HOW TO COMPLETE THIS TASK – Below are some records. Return exactly the lines from the one containing "Self::with_capacity(DEFAULT_TRACE_CAPACITY)" through the one containing "pub fn is_empty(&self)", both included, and only those.

Collected data entries:
==================================================
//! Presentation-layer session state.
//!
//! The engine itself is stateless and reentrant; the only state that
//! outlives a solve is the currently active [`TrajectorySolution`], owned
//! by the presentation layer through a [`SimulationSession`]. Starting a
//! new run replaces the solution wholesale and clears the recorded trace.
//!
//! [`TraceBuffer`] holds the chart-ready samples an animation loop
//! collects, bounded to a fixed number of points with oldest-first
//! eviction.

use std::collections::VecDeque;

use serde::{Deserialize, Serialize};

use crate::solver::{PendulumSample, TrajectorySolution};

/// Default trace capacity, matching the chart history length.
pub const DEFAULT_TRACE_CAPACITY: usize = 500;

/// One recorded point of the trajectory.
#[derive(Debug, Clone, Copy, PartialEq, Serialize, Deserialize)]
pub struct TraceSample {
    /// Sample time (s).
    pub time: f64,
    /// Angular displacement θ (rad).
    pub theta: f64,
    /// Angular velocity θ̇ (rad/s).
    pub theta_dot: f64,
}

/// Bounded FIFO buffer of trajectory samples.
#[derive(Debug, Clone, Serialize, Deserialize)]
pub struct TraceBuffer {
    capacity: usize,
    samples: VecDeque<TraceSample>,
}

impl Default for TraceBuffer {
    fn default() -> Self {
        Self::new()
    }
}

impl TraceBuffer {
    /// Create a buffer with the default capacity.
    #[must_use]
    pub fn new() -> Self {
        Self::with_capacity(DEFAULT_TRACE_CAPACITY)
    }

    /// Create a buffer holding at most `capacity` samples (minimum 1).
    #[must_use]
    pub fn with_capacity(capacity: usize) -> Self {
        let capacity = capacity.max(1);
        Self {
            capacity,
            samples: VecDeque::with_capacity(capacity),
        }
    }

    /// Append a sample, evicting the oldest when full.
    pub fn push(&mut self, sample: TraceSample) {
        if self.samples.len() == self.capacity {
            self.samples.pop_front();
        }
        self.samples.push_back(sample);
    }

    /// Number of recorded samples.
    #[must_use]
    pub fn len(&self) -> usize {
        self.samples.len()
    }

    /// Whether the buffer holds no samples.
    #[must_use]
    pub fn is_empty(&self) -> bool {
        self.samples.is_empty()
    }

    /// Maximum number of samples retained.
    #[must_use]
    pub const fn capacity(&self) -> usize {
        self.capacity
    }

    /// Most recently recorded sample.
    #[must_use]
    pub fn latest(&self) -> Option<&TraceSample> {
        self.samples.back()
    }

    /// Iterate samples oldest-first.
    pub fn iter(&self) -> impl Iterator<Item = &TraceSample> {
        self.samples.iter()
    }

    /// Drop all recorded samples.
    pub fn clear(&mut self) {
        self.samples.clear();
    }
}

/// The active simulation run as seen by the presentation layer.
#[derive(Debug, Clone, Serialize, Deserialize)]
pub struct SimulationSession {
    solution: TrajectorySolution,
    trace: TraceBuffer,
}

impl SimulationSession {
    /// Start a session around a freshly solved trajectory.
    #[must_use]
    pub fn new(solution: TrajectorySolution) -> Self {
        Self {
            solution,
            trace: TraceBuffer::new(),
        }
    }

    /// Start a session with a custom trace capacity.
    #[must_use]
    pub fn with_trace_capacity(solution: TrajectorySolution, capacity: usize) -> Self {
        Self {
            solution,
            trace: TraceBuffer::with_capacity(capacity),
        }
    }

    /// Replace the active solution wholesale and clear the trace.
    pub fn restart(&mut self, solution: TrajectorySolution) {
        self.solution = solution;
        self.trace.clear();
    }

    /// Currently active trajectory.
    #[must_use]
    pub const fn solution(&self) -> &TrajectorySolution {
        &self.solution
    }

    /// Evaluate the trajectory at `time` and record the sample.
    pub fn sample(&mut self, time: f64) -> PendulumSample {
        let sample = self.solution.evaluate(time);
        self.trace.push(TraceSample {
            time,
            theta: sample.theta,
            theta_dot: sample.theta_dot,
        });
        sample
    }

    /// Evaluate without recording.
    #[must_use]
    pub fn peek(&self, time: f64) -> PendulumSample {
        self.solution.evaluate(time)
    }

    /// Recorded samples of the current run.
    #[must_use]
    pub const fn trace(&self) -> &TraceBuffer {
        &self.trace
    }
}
==================================================
RESPONSE BOX –
        Self::with_capacity(DEFAULT_TRACE_CAPACITY)
    }

    /// Create a buffer holding at most `capacity` samples (minimum 1).
    #[must_use]
    pub fn with_capacity(capacity: usize) -> Self {
        let capacity = capacity.max(1);
        Self {
            capacity,
            samples: VecDeque::with_capacity(capacity),
        }
    }

    /// Append a sample, evicting the oldest when full.
    pub fn push(&mut self, sample: TraceSample) {
        if self.samples.len() == self.capacity {
            self.samples.pop_front();
        }
        self.samples.push_back(sample);
    }

    /// Number of recorded samples.
    #[must_use]
    pub fn len(&self) -> usize {
        self.samples.len()
    }

    /// Whether the buffer holds no samples.
    #[must_use]
    pub fn is_empty(&self) -> bool {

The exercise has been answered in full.